- The optimal ADHD medication choice differs between the pediatric and adult populations.
- Methylphenidate (e.g., Concerta) has the best safety/efficacy profile in children and adolescents, whereas amphetamines look best in adults.
Why this matters
- Unlike previous meta-analyses, this study included unpublished results, making it the most comprehensive look at these medications to date.
- According to an accompanying editorial, the current study clarifies inconsistencies from previous reviews, which had generated controversy.
- Network meta-analysis of 133 studies (efficacy: 10,068 children/adolescents, 8131 adults; tolerability: 11,018 children/adolescents, 5362 adults).
- Funding: Stichting Eunethydis; UK National Institute for Health Research.
- Clinician rating for ADHD core symptoms for methylphenidate for children/adolescents vs amphetamine for adults:
- Standardized mean difference (SMD), −0.78 (95% CI, −0.93 to −0.62) vs −0.79 (95% CI, −0.99 to −0.58), respectively.
- Acceptability (significantly better than placebo): OR, 0.69 (95% CI, 0.52-0.91) vs OR, 0.68 (95% CI, 0.49-0.95).

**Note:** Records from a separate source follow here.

use super::allocation::{ResourceAllocation, ResourceAmounts, ResourceLimits, ResourceUsage, UsageStats};
use super::error::{AllocationError, DimensionList};
use super::policy::{LimitPolicy, LoggingLimitPolicy};
use crate::shared::{now_millis, EngineLog};
use serde_json::Value;
use std::collections::BTreeMap;
use std::sync::Arc;

/// Hierarchical budget tracker.
///
/// Children reserve their full limits from the parent's available budget
/// when created; consumption is pushed up the whole ancestor chain, and
/// releasing a child hands its reservation back to the parent.
pub struct ResourceAllocator {
    allocations: BTreeMap<String, ResourceAllocation>,
    policy: Arc<dyn LimitPolicy>,
    log: EngineLog,
}

impl std::fmt::Debug for ResourceAllocator {
    fn fmt(&self, f: &mut std::fmt::Formatter<'_>) -> std::fmt::Result {
        f.debug_struct("ResourceAllocator")
            .field("allocations", &self.allocations)
            .finish_non_exhaustive()
    }
}

impl Default for ResourceAllocator {
    fn default() -> Self {
        Self::new(EngineLog::disabled())
    }
}

impl ResourceAllocator {
    pub fn new(log: EngineLog) -> Self {
        Self {
            allocations: BTreeMap::new(),
            policy: Arc::new(LoggingLimitPolicy::new(log.clone())),
            log,
        }
    }

    pub fn with_limit_policy(mut self, policy: Arc<dyn LimitPolicy>) -> Self {
        self.policy = policy;
        self
    }

    pub fn create_allocation(
        &mut self,
        id: &str,
        limits: ResourceLimits,
        parent_id: Option<&str>,
    ) -> Result<(), AllocationError> {
        if self.allocations.contains_key(id) {
            return Err(AllocationError::AlreadyExists { id: id.to_string() });
        }

        let now = now_millis();
        if let Some(parent_id) = parent_id {
            let parent = self.allocations.get_mut(parent_id).ok_or_else(|| {
                AllocationError::ParentNotFound {
                    parent_id: parent_id.to_string(),
                }
            })?;
            let available = parent.available();
            if !limits.fits_within(&available) {
                return Err(AllocationError::InsufficientParentResources {
                    id: id.to_string(),
                    parent_id: parent_id.to_string(),
                    dimensions: DimensionList(limits.exceeded_dimensions(&available)),
                });
            }
            parent.reserved = parent.reserved.saturating_add(&limits);
            parent.updated_at = now;
        }

        self.allocations.insert(
            id.to_string(),
            ResourceAllocation {
                id: id.to_string(),
                parent_id: parent_id.map(str::to_string),
                limits,
                consumed: ResourceUsage::default(),
                reserved: ResourceAmounts::default(),
                created_at: now,
                updated_at: now,
            },
        );
        self.log.info(
            "allocator.created",
            &[
                ("allocationId", Value::String(id.to_string())),
                (
                    "parentId",
                    parent_id
                        .map(|v| Value::String(v.to_string()))
                        .unwrap_or(Value::Null),
                ),
            ],
        );
        Ok(())
    }

    pub fn track_usage(&mut self, id: &str, usage: &ResourceUsage) -> bool {
        if !self.allocations.contains_key(id) {
            self.log_unknown("track_usage", id);
            return false;
        }

        let now = now_millis();
        let mut cursor = Some(id.to_string());
        while let Some(current_id) = cursor.take() {
            let Some(allocation) = self.allocations.get_mut(&current_id) else {
                break;
            };
            allocation.consumed = allocation.consumed.saturating_add(usage);
            allocation.updated_at = now;
            let exceeded = allocation.consumed.exceeded_dimensions(&allocation.limits);
            if !exceeded.is_empty() {
                self.policy.on_limits_exceeded(allocation, &exceeded);
            }
            cursor = allocation.parent_id.clone();
        }
        true
    }

    pub fn can_allocate(&self, id: &str, request: &ResourceAmounts) -> bool {
        match self.allocations.get(id) {
            Some(allocation) => request.fits_within(&allocation.available()),
            None => {
                self.log_unknown("can_allocate", id);
                false
            }
        }
    }

    /// Removes the allocation and any descendants, returning each one's
    /// reservation to its parent's pool.
    pub fn release_allocation(&mut self, id: &str) -> bool {
        if !self.allocations.contains_key(id) {
            self.log_unknown("release_allocation", id);
            return false;
        }
        for child_id in self.dependent_resources(id).into_iter().rev() {
            self.release_single(&child_id);
        }
        self.release_single(id);
        true
    }

    fn release_single(&mut self, id: &str) {
        let Some(allocation) = self.allocations.remove(id) else {
            return;
        };
        if let Some(parent) = allocation
            .parent_id
            .as_ref()
            .and_then(|parent_id| self.allocations.get_mut(parent_id))
        {
            parent.reserved = parent.reserved.saturating_sub(&allocation.limits);
            parent.updated_at = now_millis();
        }
        self.log.info(
            "allocator.released",
            &[("allocationId", Value::String(id.to_string()))],
        );
    }

    pub fn allocation(&self, id: &str) -> Option<&ResourceAllocation> {
        self.allocations.get(id)
    }

    pub fn available(&self, id: &str) -> Option<ResourceAmounts> {
        self.allocations.get(id).map(ResourceAllocation::available)
    }

    pub fn usage_stats(&self, id: &str) -> Option<UsageStats> {
        match self.allocations.get(id) {
            Some(allocation) => Some(UsageStats::from_allocation(allocation)),
            None => {
                self.log_unknown("usage_stats", id);
                None
            }
        }
    }

    pub fn children(&self, parent_id: &str) -> Vec<&ResourceAllocation> {
        self.allocations
            .values()
            .filter(|allocation| allocation.parent_id.as_deref() == Some(parent_id))
            .collect()
    }

    /// Ids of every transitive descendant, parents before their children.
    pub fn dependent_resources(&self, id: &str) -> Vec<String> {
        let mut ordered = Vec::new();
        let mut frontier = vec![id.to_string()];
        while let Some(current) = frontier.pop() {
            for child in self.children(&current) {
                ordered.push(child.id.clone());
                frontier.push(child.id.clone());
            }
        }
        ordered
    }

    pub fn len(&self) -> usize {
        self.allocations.len()
    }

    pub fn is_empty(&self) -> bool {
        self.allocations.is_empty()
    }

    fn log_unknown(&self, operation: &str, id: &str) {
        self.log.warn(
            "allocator.unknown_id",
            &[
                ("operation", Value::String(operation.to_string())),
                ("allocationId", Value::String(id.to_string())),
            ],
        );
    }
}
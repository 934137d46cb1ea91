pub mod fs_atomic;
pub mod ids;
pub mod logging;
pub mod time;

pub use fs_atomic::atomic_write_file;
pub use ids::{generate_compact_id, validate_identifier_value};
pub use logging::EngineLog;
pub use time::now_millis;
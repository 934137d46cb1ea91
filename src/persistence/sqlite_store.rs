use super::{PersistenceError, RunPersistence, RunStatusRecord};
use crate::checkpoint::Checkpoint;
use crate::run::RunContext;
use rusqlite::{params, Connection, OptionalExtension};
use std::fs;
use std::path::{Path, PathBuf};

/// SQLite-backed store. Documents are kept as JSON text next to the columns
/// used for lookup and ordering.
pub struct SqliteRunStore {
    db_path: PathBuf,
}

impl SqliteRunStore {
    pub fn open(db_path: &Path) -> Result<Self, PersistenceError> {
        if let Some(parent) = db_path.parent() {
            fs::create_dir_all(parent).map_err(|source| PersistenceError::Io {
                path: parent.display().to_string(),
                source,
            })?;
        }
        let store = Self {
            db_path: db_path.to_path_buf(),
        };
        store.ensure_schema()?;
        Ok(store)
    }

    pub fn db_path(&self) -> &Path {
        &self.db_path
    }

    fn ensure_schema(&self) -> Result<(), PersistenceError> {
        let connection = self.connect()?;
        connection
            .execute_batch(
                "
                CREATE TABLE IF NOT EXISTS run_states (
                    run_id TEXT PRIMARY KEY,
                    state TEXT NOT NULL,
                    updated_at INTEGER NOT NULL,
                    body TEXT NOT NULL
                );

                CREATE TABLE IF NOT EXISTS run_contexts (
                    run_id TEXT PRIMARY KEY,
                    body TEXT NOT NULL
                );

                CREATE TABLE IF NOT EXISTS checkpoints (
                    run_id TEXT NOT NULL,
                    checkpoint_id TEXT NOT NULL,
                    created_at INTEGER NOT NULL,
                    sequence INTEGER NOT NULL,
                    size_bytes INTEGER NOT NULL,
                    body TEXT NOT NULL,
                    PRIMARY KEY (run_id, checkpoint_id)
                );

                CREATE INDEX IF NOT EXISTS idx_checkpoints_run_created
                    ON checkpoints(run_id, created_at DESC, sequence DESC);
                ",
            )
            .map_err(|source| PersistenceError::Sql { source })
    }

    fn connect(&self) -> Result<Connection, PersistenceError> {
        let connection =
            Connection::open(&self.db_path).map_err(|source| PersistenceError::Open {
                path: self.db_path.display().to_string(),
                source,
            })?;
        connection
            .execute_batch("PRAGMA journal_mode=WAL;")
            .map_err(|source| PersistenceError::Sql { source })?;
        Ok(connection)
    }

    fn encode<T: serde::Serialize>(&self, value: &T) -> Result<String, PersistenceError> {
        serde_json::to_string(value).map_err(|source| PersistenceError::Json {
            path: self.db_path.display().to_string(),
            source,
        })
    }

    fn decode<T: serde::de::DeserializeOwned>(&self, raw: &str) -> Result<T, PersistenceError> {
        serde_json::from_str(raw).map_err(|source| PersistenceError::Json {
            path: self.db_path.display().to_string(),
            source,
        })
    }
}

impl RunPersistence for SqliteRunStore {
    fn create_checkpoint(
        &self,
        run_id: &str,
        checkpoint: &Checkpoint,
    ) -> Result<(), PersistenceError> {
        let body = self.encode(checkpoint)?;
        let mut connection = self.connect()?;
        let tx = connection
            .transaction()
            .map_err(|source| PersistenceError::Sql { source })?;
        tx.execute(
            "
            INSERT INTO checkpoints (run_id, checkpoint_id, created_at, sequence, size_bytes, body)
            VALUES (?1, ?2, ?3, ?4, ?5, ?6)
            ON CONFLICT(run_id, checkpoint_id) DO UPDATE SET
                created_at = excluded.created_at,
                sequence = excluded.sequence,
                size_bytes = excluded.size_bytes,
                body = excluded.body
            ",
            params![
                run_id,
                checkpoint.id,
                checkpoint.created_at,
                checkpoint.sequence as i64,
                checkpoint.size_bytes as i64,
                body
            ],
        )
        .map_err(|source| PersistenceError::Sql { source })?;
        tx.commit()
            .map_err(|source| PersistenceError::Sql { source })
    }

    fn list_checkpoints(&self, run_id: &str) -> Result<Vec<Checkpoint>, PersistenceError> {
        let connection = self.connect()?;
        let mut statement = connection
            .prepare(
                "
                SELECT body FROM checkpoints
                WHERE run_id = ?1
                ORDER BY created_at DESC, sequence DESC
                ",
            )
            .map_err(|source| PersistenceError::Sql { source })?;
        let rows = statement
            .query_map(params![run_id], |row| row.get::<_, String>(0))
            .map_err(|source| PersistenceError::Sql { source })?;

        let mut out = Vec::new();
        for row in rows {
            let raw = row.map_err(|source| PersistenceError::Sql { source })?;
            out.push(self.decode(&raw)?);
        }
        Ok(out)
    }

    fn delete_checkpoint(
        &self,
        run_id: &str,
        checkpoint_id: &str,
    ) -> Result<bool, PersistenceError> {
        let connection = self.connect()?;
        let removed = connection
            .execute(
                "DELETE FROM checkpoints WHERE run_id = ?1 AND checkpoint_id = ?2",
                params![run_id, checkpoint_id],
            )
            .map_err(|source| PersistenceError::Sql { source })?;
        Ok(removed > 0)
    }

    fn update_run_state(&self, record: &RunStatusRecord) -> Result<(), PersistenceError> {
        let body = self.encode(record)?;
        let connection = self.connect()?;
        connection
            .execute(
                "
                INSERT INTO run_states (run_id, state, updated_at, body)
                VALUES (?1, ?2, ?3, ?4)
                ON CONFLICT(run_id) DO UPDATE SET
                    state = excluded.state,
                    updated_at = excluded.updated_at,
                    body = excluded.body
                ",
                params![record.run_id, record.state.as_str(), record.updated_at, body],
            )
            .map_err(|source| PersistenceError::Sql { source })?;
        Ok(())
    }

    fn load_run_state(&self, run_id: &str) -> Result<Option<RunStatusRecord>, PersistenceError> {
        let connection = self.connect()?;
        let raw = connection
            .query_row(
                "SELECT body FROM run_states WHERE run_id = ?1",
                params![run_id],
                |row| row.get::<_, String>(0),
            )
            .optional()
            .map_err(|source| PersistenceError::Sql { source })?;
        raw.map(|raw| self.decode(&raw)).transpose()
    }

    fn update_context(&self, run_id: &str, context: &RunContext) -> Result<(), PersistenceError> {
        let body = self.encode(context)?;
        let connection = self.connect()?;
        connection
            .execute(
                "
                INSERT INTO run_contexts (run_id, body) VALUES (?1, ?2)
                ON CONFLICT(run_id) DO UPDATE SET body = excluded.body
                ",
                params![run_id, body],
            )
            .map_err(|source| PersistenceError::Sql { source })?;
        Ok(())
    }

    fn load_context(&self, run_id: &str) -> Result<Option<RunContext>, PersistenceError> {
        let connection = self.connect()?;
        let raw = connection
            .query_row(
                "SELECT body FROM run_contexts WHERE run_id = ?1",
                params![run_id],
                |row| row.get::<_, String>(0),
            )
            .optional()
            .map_err(|source| PersistenceError::Sql { source })?;
        raw.map(|raw| self.decode(&raw)).transpose()
    }
}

- Tolerability was inferior to placebo (children and adolescents vs adults):
- Amphetamines: OR, 2.30 (95% CI, 1.36-3.89) vs OR, 3.26 (95% CI, 1.54-6.92); and
- Methylphenidate: OR, 1.44 (95% CI, 0.90-2.31) vs OR, 2.39 (95% CI, 1.40-4.08).
- Except for modafinil (e.g., Provigil), all included drugs had better efficacy than placebo.
- Heterogeneous populations and statistical analyses.